If you’ve been buying beaujolais but really prefer drinking white, stop being silly and reach for a succulent soave from one of the zones top producers. Yes, soave-but not the stuff you usually see in the supermarket in the bottle bigger than a fire extinguisher. Times have changed and soave’s top bottlings have improved remarkably from the drak that took up shelf space just 8-10 years ago. Easy to drink and quite appreciable alone or with food, soave is dry and crisp, but the peach and apricot flavors that attack the palate will liven up any bird on the table. Look for bottles from Inama, Pieropan, Coffele, and Anselmi($12-$18) (although Anselmi's bottles won’t say Soave on them) as they all provide good examples of the new wave of winners coming from the historic zone.

If your guests are split down the middle between red and white wine drinkers, throw them a curve ball and pull the cork on a zesty bottle of rosato. Although I’m still waiting to review some of the lovely rosati from Librandi from Italy’s southern region of Calabria, the Planeta estate located in Sicily makes a pleasantly tart rosato full of white peach, lime blossom, and dried spice aromas and flavors. With a pork loin or turkey, the racy and fruit-driven nature of Planeta’s Rose ($12) will work nicely and have your table mates smiling throughout the marathon at the table.
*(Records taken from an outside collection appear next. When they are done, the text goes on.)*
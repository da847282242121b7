//! Type resolution
//!
//! Produces `TypeDetails` for refs, dotted attribute paths, variable
//! paths, local refs, and filter refs. `Ok(None)` means the path leads
//! nowhere (reported by the caller as an unresolved type); `Err` carries a
//! diagnostic such as the nested-list prohibition.

use crate::refs::{parse_global_ref, RefKind};
use crate::types::{ItemType, TypeDetails};
use crate::validator::{id_string, Validator};
use serde_json::Value;

pub(crate) const NESTED_LIST_ERROR: &str = "nested list types are not supported";

pub(crate) type TypeResult = Result<Option<TypeDetails>, String>;

impl Validator {
    /// Follow a dotted attribute path across an object type. EDGE hops to
    /// the target type; EDGE_COLLECTION additionally listifies; a second
    /// list anywhere on the path is rejected.
    pub(crate) fn resolve_type_from_object_path(&self, tag: &str, path: &[String]) -> TypeResult {
        let Some(mut definition) = self.get_field(&format!("root.object_types.{}", tag)) else {
            return Ok(None);
        };

        let mut details = TypeDetails::object(tag);

        for (index, segment) in path.iter().enumerate() {
            let Some(attribute) = definition.get(segment) else {
                return Ok(None);
            };
            let Some(field_type) = attribute.get("field_type").and_then(Value::as_str) else {
                return Ok(None);
            };

            if field_type == "EDGE" || field_type == "EDGE_COLLECTION" {
                let Some(next_tag) = attribute.get("object_type").and_then(Value::as_str) else {
                    return Ok(None);
                };
                let Some(next_definition) =
                    self.get_field(&format!("root.object_types.{}", next_tag))
                else {
                    return Ok(None);
                };

                if field_type == "EDGE_COLLECTION" {
                    if details.is_list {
                        return Err(NESTED_LIST_ERROR.to_string());
                    }
                    details = TypeDetails {
                        is_list: true,
                        item_type: ItemType::Object,
                        item_tag: Some(next_tag.to_string()),
                    };
                } else {
                    details = TypeDetails {
                        is_list: details.is_list,
                        item_type: ItemType::Object,
                        item_tag: Some(next_tag.to_string()),
                    };
                }
                definition = next_definition;
            } else {
                // scalar attribute; anything after it leads nowhere
                if index + 1 < path.len() {
                    return Ok(None);
                }
                let base = field_type.trim_end_matches("_LIST");
                let item_type = match base {
                    "BOOLEAN" => ItemType::Boolean,
                    "NUMERIC" => ItemType::Numeric,
                    "STRING" => ItemType::String,
                    _ => return Ok(None),
                };
                if field_type.ends_with("_LIST") {
                    if details.is_list {
                        return Err(NESTED_LIST_ERROR.to_string());
                    }
                    return Ok(Some(TypeDetails::list_of(item_type)));
                }
                return Ok(Some(TypeDetails {
                    is_list: details.is_list,
                    item_type,
                    item_tag: None,
                }));
            }
        }

        Ok(Some(details))
    }

    /// Resolve the type a global ref denotes, from the point of view of
    /// `resolution_context` (a thread-group id, when resolving from inside
    /// a threaded scope).
    pub(crate) fn resolve_type_from_global_ref(
        &self,
        reference: &str,
        resolution_context: Option<&str>,
    ) -> TypeResult {
        let Some(parsed) = parse_global_ref(reference) else {
            return Ok(None);
        };

        let (promise_head, path) = match parsed.kind {
            RefKind::Action => {
                // `action:N.object_promise.…` dereferences to the promise
                if parsed.path.first().map(String::as_str) != Some("object_promise") {
                    return Err(
                        "global ref resolution not implemented for action properties".to_string()
                    );
                }
                let Some(action) = self.resolve_parsed_ref(&parsed) else {
                    return Ok(None);
                };
                let Some(promise_ref) = action.get("object_promise").and_then(Value::as_str) else {
                    return Ok(None);
                };
                (promise_ref.to_string(), parsed.path[1..].to_vec())
            }
            RefKind::ObjectPromise => (parsed.head(), parsed.path.clone()),
            other => {
                return Err(format!(
                    "global ref resolution not implemented for ref type: {}",
                    other
                ))
            }
        };

        self.resolve_type_from_object_promise_ref(&promise_head, &path, resolution_context)
    }

    /// Resolve a promise ref plus attribute path. A promise fulfilled
    /// inside a thread group that the resolution context cannot see
    /// denotes the vector of per-thread instances, so the type listifies.
    pub(crate) fn resolve_type_from_object_promise_ref(
        &self,
        promise_ref: &str,
        path: &[String],
        resolution_context: Option<&str>,
    ) -> TypeResult {
        let Some(promise) = self.resolve_global_ref(promise_ref) else {
            return Ok(None);
        };
        let Some(promise_id) = promise.get("id").map(id_string) else {
            return Ok(None);
        };
        let Some(promise_context) = self.promise_contexts.get(&promise_id) else {
            // unfulfilled promise; fulfillment validation reports it
            return Ok(None);
        };

        let promise_context_id = promise_context
            .as_deref()
            .and_then(parse_global_ref)
            .map(|r| r.ref_id().to_string());

        let is_promise_list = match &promise_context_id {
            None => false,
            Some(context_id) => !resolution_context
                .and_then(|rc| self.thread_groups.get(rc))
                .map(|tg| tg.has_access_to_context(context_id))
                .unwrap_or(false),
        };

        if !path.is_empty() {
            let Some(tag) = promise.get("object_type").and_then(Value::as_str) else {
                return Ok(None);
            };
            let Some(details) = self.resolve_type_from_object_path(tag, path)? else {
                return Ok(None);
            };
            if is_promise_list {
                if details.is_list {
                    return Err(NESTED_LIST_ERROR.to_string());
                }
                return Ok(Some(details.listified()));
            }
            return Ok(Some(details));
        }

        match promise.get("object_type").and_then(Value::as_str) {
            Some(tag) if self.get_field(&format!("root.object_types.{}", tag)).is_some() => {
                Ok(Some(TypeDetails {
                    is_list: is_promise_list,
                    item_type: ItemType::Object,
                    item_tag: Some(tag.to_string()),
                }))
            }
            _ => Err(format!(
                "could not resolve object type of object promise: {}",
                promise_id
            )),
        }
    }

    /// Resolve a dotted path on top of an already-resolved variable type.
    pub(crate) fn resolve_type_from_variable_path(
        &self,
        var_type: &TypeDetails,
        path: &[String],
    ) -> TypeResult {
        if path.is_empty() {
            return Ok(Some(var_type.clone()));
        }
        match (&var_type.item_type, &var_type.item_tag) {
            (ItemType::Object, Some(tag)) => {
                let Some(details) = self.resolve_type_from_object_path(tag, path)? else {
                    return Ok(None);
                };
                if var_type.is_list {
                    if details.is_list {
                        return Err(NESTED_LIST_ERROR.to_string());
                    }
                    return Ok(Some(details.listified()));
                }
                Ok(Some(details))
            }
            _ => Err(format!(
                "cannot resolve path from non-object type: {}",
                var_type.type_string()
            )),
        }
    }

    /// `$_object[.path]` resolves against the enclosing action's promised
    /// object type.
    pub(crate) fn resolve_type_from_local_ref(&self, path: &str, local_ref: &str) -> TypeResult {
        let segments: Vec<String> = local_ref.split('.').map(str::to_string).collect();
        if segments[0] != "$_object" {
            return Err(format!("local ref type not implemented: {}", segments[0]));
        }

        let Some(action) = self.get_parent_entity(path) else {
            return Ok(None);
        };
        let Some(promise_ref) = action.get("object_promise").and_then(Value::as_str) else {
            return Ok(None);
        };
        let Some(promise) = self.resolve_global_ref(promise_ref) else {
            return Ok(None);
        };
        let Some(tag) = promise.get("object_type").and_then(Value::as_str) else {
            return Ok(None);
        };

        if segments.len() == 1 {
            return Ok(Some(TypeDetails::object(tag)));
        }
        self.resolve_type_from_object_path(tag, &segments[1..])
    }

    /// `$_item[.path]` de-listifies the enclosing `apply.from` type, which
    /// was resolved first via property validation priority.
    pub(crate) fn resolve_type_from_filter_ref(
        &self,
        path: &str,
        filter_ref: &str,
    ) -> Option<TypeDetails> {
        let mut segments: Vec<&str> = path.split('.').collect();
        while let Some(last) = segments.last() {
            if last.starts_with("apply[") && last.ends_with(']') {
                break;
            }
            segments.pop();
        }
        if segments.is_empty() {
            return None;
        }

        let from_path = format!("{}.from", segments.join("."));
        let from_type = self.type_details_at_path.get(&from_path)?;
        if !from_type.is_list {
            return None;
        }
        let item_type = from_type.delistified();

        let ref_segments: Vec<String> = filter_ref.split('.').map(str::to_string).collect();
        if ref_segments.len() > 1 {
            let tag = item_type.item_tag.as_deref()?;
            return self
                .resolve_type_from_object_path(tag, &ref_segments[1..])
                .ok()
                .flatten();
        }
        Some(item_type)
    }

    /// The object-type tag promised by an action.
    pub(crate) fn resolve_tag_from_action(&self, action: &Value) -> Option<String> {
        let promise_ref = action.get("object_promise").and_then(Value::as_str)?;
        let promise = self.resolve_global_ref(promise_ref)?;
        promise
            .get("object_type")
            .and_then(Value::as_str)
            .map(str::to_string)
    }
}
But it is here that I suggest to you the ultimate turkey red. Lagrein, a grape grown in the higher altitudes of Italy’s mountainous Alto-Adige region, has been my Thanksgiving staple for years. Its attack is soft and enticing and full of tobacco and plum fruits, but as it gains further entry on your palate the chewy acids and tannins come through to dance with the food that exposed them and they waltz in harmony like no one’s business. Then there’s the trademark slightly almond finish that is the trademark of the grape that woos you back time and time again for another sip. Because we know that the big holiday bird can tend towards dry unless smothered in gravy, I love matching up lagrein with turkey because of its juicy and fruit driven character. Plus the rich plum and cranberry flavors naturally found in lagrein tend to sing with the side dishes that we pony up with our turkey. Muri Gries, Abbazia di Novacella, Alois Lageder, and St. Michael-Eppan all make outstanding examples and should be found in the $15-$20 range.